◆ **Task objective**:
Your job with the data below: print everything from the line that holds "as absent. The" down to the line that holds "let mut aliases = BTreeMap::new();", ends included, exactly, and nothing else.

◆ **Records for this exercise**:
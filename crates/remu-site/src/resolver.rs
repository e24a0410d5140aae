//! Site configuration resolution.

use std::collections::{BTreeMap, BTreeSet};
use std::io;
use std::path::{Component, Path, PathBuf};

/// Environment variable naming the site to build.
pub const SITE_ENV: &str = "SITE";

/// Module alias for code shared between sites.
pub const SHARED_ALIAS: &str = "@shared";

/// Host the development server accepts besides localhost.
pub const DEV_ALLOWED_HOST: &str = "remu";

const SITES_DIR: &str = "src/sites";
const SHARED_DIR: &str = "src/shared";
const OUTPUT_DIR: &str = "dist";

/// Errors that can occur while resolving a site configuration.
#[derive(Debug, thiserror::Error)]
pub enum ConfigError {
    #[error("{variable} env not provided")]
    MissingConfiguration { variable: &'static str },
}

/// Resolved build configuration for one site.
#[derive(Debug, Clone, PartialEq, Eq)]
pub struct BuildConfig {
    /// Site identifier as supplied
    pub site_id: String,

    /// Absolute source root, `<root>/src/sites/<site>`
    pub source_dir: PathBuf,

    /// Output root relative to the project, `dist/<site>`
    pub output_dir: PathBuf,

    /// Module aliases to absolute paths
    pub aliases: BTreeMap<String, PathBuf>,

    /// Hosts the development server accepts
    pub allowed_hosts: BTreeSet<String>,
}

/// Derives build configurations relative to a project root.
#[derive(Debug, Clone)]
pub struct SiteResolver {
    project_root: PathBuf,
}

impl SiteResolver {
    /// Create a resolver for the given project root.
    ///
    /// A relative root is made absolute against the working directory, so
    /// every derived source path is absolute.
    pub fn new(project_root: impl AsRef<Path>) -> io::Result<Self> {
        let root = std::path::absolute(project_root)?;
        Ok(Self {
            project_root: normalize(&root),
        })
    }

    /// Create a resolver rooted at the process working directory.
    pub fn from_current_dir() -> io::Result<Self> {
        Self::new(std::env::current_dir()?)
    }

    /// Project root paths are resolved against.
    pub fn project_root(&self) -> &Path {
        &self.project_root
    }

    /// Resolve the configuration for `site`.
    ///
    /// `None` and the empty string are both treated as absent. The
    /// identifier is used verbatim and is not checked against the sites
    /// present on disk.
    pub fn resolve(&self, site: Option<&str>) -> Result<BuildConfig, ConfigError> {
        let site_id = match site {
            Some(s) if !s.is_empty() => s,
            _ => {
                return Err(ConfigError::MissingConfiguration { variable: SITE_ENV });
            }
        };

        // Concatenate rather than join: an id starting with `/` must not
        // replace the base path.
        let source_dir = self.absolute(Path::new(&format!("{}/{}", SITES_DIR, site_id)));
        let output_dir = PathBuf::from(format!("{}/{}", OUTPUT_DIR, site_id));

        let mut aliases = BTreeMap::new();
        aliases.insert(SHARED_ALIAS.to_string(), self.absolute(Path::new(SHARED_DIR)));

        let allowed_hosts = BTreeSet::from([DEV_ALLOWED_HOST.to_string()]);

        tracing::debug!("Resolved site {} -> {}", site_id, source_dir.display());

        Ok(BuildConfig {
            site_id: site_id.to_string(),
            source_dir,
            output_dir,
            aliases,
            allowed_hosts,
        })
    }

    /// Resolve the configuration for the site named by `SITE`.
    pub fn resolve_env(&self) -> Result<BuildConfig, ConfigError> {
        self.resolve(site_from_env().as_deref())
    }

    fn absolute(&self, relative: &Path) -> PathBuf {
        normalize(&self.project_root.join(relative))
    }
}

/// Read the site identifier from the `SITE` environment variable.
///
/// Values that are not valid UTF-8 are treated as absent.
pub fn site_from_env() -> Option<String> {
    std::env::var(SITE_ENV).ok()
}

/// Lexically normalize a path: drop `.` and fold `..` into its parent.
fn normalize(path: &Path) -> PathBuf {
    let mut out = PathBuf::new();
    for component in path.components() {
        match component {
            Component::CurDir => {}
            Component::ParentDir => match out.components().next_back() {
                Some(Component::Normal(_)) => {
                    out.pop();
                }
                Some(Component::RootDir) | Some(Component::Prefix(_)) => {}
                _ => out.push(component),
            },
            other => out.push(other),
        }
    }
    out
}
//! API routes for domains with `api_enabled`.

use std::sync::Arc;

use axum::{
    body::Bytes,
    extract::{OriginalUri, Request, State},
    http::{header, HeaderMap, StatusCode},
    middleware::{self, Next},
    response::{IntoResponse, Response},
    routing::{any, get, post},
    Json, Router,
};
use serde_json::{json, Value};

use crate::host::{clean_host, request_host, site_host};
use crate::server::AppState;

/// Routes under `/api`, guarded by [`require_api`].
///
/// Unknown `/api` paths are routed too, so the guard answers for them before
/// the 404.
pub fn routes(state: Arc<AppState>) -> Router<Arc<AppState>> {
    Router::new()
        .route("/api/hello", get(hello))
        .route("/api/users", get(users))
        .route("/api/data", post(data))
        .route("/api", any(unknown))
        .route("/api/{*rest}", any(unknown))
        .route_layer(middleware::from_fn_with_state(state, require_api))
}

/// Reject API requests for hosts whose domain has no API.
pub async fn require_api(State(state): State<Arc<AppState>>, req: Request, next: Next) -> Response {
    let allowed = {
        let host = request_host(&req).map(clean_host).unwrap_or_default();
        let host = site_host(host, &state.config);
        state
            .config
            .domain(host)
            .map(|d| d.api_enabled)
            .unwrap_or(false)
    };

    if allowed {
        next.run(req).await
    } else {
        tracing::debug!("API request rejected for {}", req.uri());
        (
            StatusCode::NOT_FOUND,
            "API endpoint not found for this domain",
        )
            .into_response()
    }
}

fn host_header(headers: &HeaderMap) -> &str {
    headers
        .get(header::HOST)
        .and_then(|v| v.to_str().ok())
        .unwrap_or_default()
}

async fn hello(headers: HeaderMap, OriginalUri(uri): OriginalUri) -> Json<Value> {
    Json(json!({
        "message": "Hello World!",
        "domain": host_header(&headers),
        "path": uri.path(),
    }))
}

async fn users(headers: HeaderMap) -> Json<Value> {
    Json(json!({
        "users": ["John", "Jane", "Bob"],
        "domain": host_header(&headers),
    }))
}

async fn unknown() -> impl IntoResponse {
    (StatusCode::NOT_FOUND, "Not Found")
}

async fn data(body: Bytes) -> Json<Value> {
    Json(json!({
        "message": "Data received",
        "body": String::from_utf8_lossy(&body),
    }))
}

◆ **Task output**:
    /// `None` and the empty string are both treated as absent. The
    /// identifier is used verbatim and is not checked against the sites
    /// present on disk.
    pub fn resolve(&self, site: Option<&str>) -> Result<BuildConfig, ConfigError> {
        let site_id = match site {
            Some(s) if !s.is_empty() => s,
            _ => {
                return Err(ConfigError::MissingConfiguration { variable: SITE_ENV });
            }
        };

        // Concatenate rather than join: an id starting with `/` must not
        // replace the base path.
        let source_dir = self.absolute(Path::new(&format!("{}/{}", SITES_DIR, site_id)));
        let output_dir = PathBuf::from(format!("{}/{}", OUTPUT_DIR, site_id));

        let mut aliases = BTreeMap::new();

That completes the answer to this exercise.